### YOUR INSTRUCTIONS
Within the records below, reproduce without change the lines from the line that has "use serde::Serialize;" through the line that has "dataset has no", and only those.

━━━━━━━━━━━━━━━━

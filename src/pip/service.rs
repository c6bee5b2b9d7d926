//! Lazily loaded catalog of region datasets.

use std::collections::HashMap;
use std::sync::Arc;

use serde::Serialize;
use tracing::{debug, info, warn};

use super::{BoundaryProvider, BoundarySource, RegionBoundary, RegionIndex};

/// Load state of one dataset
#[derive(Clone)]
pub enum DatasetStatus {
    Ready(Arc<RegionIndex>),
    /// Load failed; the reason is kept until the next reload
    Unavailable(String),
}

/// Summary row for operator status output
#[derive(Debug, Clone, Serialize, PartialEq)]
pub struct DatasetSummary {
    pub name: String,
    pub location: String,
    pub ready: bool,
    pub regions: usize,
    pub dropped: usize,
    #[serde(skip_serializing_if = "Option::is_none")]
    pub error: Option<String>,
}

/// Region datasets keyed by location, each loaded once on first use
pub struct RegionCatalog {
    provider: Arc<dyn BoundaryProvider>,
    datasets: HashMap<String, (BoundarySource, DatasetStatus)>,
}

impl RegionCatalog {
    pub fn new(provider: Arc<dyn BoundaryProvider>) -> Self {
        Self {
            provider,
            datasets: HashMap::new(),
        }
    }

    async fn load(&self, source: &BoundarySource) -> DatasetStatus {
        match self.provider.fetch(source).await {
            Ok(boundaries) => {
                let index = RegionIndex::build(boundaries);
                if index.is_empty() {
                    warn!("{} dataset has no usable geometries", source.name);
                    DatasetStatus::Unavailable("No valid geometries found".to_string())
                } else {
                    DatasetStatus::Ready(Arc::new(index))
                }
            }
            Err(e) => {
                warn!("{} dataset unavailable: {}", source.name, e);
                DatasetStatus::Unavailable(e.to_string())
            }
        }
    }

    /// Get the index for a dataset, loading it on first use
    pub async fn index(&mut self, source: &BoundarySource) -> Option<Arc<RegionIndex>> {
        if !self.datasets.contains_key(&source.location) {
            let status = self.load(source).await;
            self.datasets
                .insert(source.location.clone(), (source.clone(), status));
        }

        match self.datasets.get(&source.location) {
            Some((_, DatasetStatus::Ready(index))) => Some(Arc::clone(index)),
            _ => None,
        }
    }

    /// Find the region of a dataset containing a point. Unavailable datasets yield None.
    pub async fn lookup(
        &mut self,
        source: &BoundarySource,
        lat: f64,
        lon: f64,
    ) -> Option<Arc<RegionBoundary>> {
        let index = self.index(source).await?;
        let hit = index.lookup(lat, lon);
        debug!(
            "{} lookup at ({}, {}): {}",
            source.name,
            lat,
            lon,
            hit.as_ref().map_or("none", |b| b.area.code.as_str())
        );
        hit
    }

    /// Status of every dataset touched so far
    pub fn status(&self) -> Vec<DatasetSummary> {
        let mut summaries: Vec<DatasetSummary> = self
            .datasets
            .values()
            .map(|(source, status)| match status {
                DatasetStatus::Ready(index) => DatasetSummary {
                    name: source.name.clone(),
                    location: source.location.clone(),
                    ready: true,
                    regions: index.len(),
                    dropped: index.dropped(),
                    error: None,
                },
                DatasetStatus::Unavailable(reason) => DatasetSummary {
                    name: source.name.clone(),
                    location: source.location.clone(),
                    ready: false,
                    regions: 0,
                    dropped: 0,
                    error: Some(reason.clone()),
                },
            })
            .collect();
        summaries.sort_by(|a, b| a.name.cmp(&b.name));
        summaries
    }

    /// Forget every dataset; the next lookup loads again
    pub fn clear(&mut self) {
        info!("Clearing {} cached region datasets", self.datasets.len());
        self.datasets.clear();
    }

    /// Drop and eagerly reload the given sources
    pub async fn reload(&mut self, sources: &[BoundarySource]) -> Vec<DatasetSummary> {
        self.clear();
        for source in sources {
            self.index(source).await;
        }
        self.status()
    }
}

━━━━━━━━━━━━━━━━

### SOLUTION TO THIS PROBLEM
use serde::Serialize;
use tracing::{debug, info, warn};

use super::{BoundaryProvider, BoundarySource, RegionBoundary, RegionIndex};

/// Load state of one dataset
#[derive(Clone)]
pub enum DatasetStatus {
    Ready(Arc<RegionIndex>),
    /// Load failed; the reason is kept until the next reload
    Unavailable(String),
}

/// Summary row for operator status output
#[derive(Debug, Clone, Serialize, PartialEq)]
pub struct DatasetSummary {
    pub name: String,
    pub location: String,
    pub ready: bool,
    pub regions: usize,
    pub dropped: usize,
    #[serde(skip_serializing_if = "Option::is_none")]
    pub error: Option<String>,
}

/// Region datasets keyed by location, each loaded once on first use
pub struct RegionCatalog {
    provider: Arc<dyn BoundaryProvider>,
    datasets: HashMap<String, (BoundarySource, DatasetStatus)>,
}

impl RegionCatalog {
    pub fn new(provider: Arc<dyn BoundaryProvider>) -> Self {
        Self {
            provider,
            datasets: HashMap::new(),
        }
    }

    async fn load(&self, source: &BoundarySource) -> DatasetStatus {
        match self.provider.fetch(source).await {
            Ok(boundaries) => {
                let index = RegionIndex::build(boundaries);
                if index.is_empty() {
                    warn!("{} dataset has no usable geometries", source.name);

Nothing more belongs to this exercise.